The current implementation orbithunter.core.Orbit.__getitem__() infers the sliced state array’s dimensions from the shape of the sliced array. NumPy’s advanced indexing allows for many different combinations and types of keys: int, Ellipsis, tuple, slice, bool, np.ndarray and more can be used for indexing. The inference and computation of the new Orbit.dimensions() based on this shape but becomes nonsensical when the number of axes changes; we could just set any removed axes dimension to be equal to zero, however, there is a critical ambiguity which makes this more difficult than it may seem. For example assume the state array has shape (2, 2, 2, 2). Slicing via state[:, 0, : , :] and state[:, :, 0, :] will both result in an array of shape (2, 2, 2); but they are not physically equivalent, as one should be (2, 1, 2, 2) and the other should be (2, 2, 1, 2).
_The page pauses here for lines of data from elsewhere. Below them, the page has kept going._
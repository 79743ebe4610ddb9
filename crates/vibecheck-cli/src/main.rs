use std::num::NonZeroUsize;
use std::path::PathBuf;

use clap::{Parser, Subcommand, ValueEnum};
use tracing_subscriber::EnvFilter;
use vibecheck_sentiment::AnalysisMode;

mod run;

#[derive(Debug, Parser)]
#[command(name = "vibecheck")]
#[command(about = "Sentiment reports for Reddit and X threads")]
struct Cli {
    #[command(subcommand)]
    command: Commands,
}

#[derive(Debug, Clone, Copy, PartialEq, Eq, ValueEnum)]
enum ModeArg {
    /// One backend call per text
    Single,
    /// One backend call per batch of texts
    Batch,
}

impl From<ModeArg> for AnalysisMode {
    fn from(mode: ModeArg) -> Self {
        match mode {
            ModeArg::Single => AnalysisMode::Single,
            ModeArg::Batch => AnalysisMode::Batch,
        }
    }
}

#[derive(Debug, Subcommand)]
enum Commands {
    /// Analyze the given Reddit or X URLs
    Analyze {
        /// URLs to analyze; prompts on stdin when none are given
        urls: Vec<String>,

        /// Read additional URLs from a file, one per line (`#` starts a comment)
        #[arg(long)]
        file: Option<PathBuf>,

        #[arg(long, value_enum, default_value_t = ModeArg::Single)]
        mode: ModeArg,

        /// Override VIBECHECK_BATCH_SIZE for batch mode
        #[arg(long)]
        batch_size: Option<NonZeroUsize>,

        /// Validate URLs and print the plan without calling the backend or writing files
        #[arg(long)]
        dry_run: bool,
    },
    /// Run the daily report over the built-in trending seeds
    Daily {
        #[arg(long, value_enum, default_value_t = ModeArg::Batch)]
        mode: ModeArg,

        /// Validate seeds and print the plan without calling the backend or writing files
        #[arg(long)]
        dry_run: bool,
    },
    /// Print the built-in trending seed URLs
    Seeds,
}

#[tokio::main]
async fn main() -> anyhow::Result<()> {
    let cli = Cli::parse();
    let config = vibecheck_core::load_app_config()?;

    let env_filter = EnvFilter::try_from_default_env()
        .or_else(|_| EnvFilter::try_new(config.log_level.clone()))?;
    tracing_subscriber::fmt().with_env_filter(env_filter).init();

    match cli.command {
        Commands::Analyze {
            urls,
            file,
            mode,
            batch_size,
            dry_run,
        } => {
            let urls = run::collect_urls(urls, file.as_deref()).await?;
            let plan = run::RunPlan {
                urls,
                mode: mode.into(),
                batch_size: batch_size.map(NonZeroUsize::get),
                dry_run,
            };
            run::execute(&config, plan).await?;
        }
        Commands::Daily { mode, dry_run } => {
            let plan = run::RunPlan {
                urls: run::seed_urls(),
                mode: mode.into(),
                batch_size: None,
                dry_run,
            };
            run::execute(&config, plan).await?;
        }
        Commands::Seeds => {
            for url in run::seed_urls() {
                println!("{url}");
            }
        }
    }

    Ok(())
}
This can technically be alleviated by using a slice instead, i.e. state[:, :1, :, :] but this leaves much to be desired.

Parameter parsing/passing

Creating an instance w/o parsing; by passing values for the five main attributes allows for fewer parameters than labels; normally this would be filled with zeros. If not designed carefully, then an IndexError may be raised when trying to access a labelled parameter attribute that doesn’t exist. This is being recorded here because while it is actually intended, it can still be confusing in the traceback; chaining an AttributeError in future release to indicate this is where this is coming from. The clause in Orbit.__init__() details this somewhat but I feel it needs to be more obvious.

** Constrained optimization **

Currently constraints are handled on the orbithunter end by simply disallowing changes to be made to the parameter independent of the return of the optimization function. The equations which explicitly construct a matrix do not include these constants in the optimization but (incorrectly) they are included in the scipy functions due to the orbit_vector definition not taking constraints, which I believe is just an error on my part.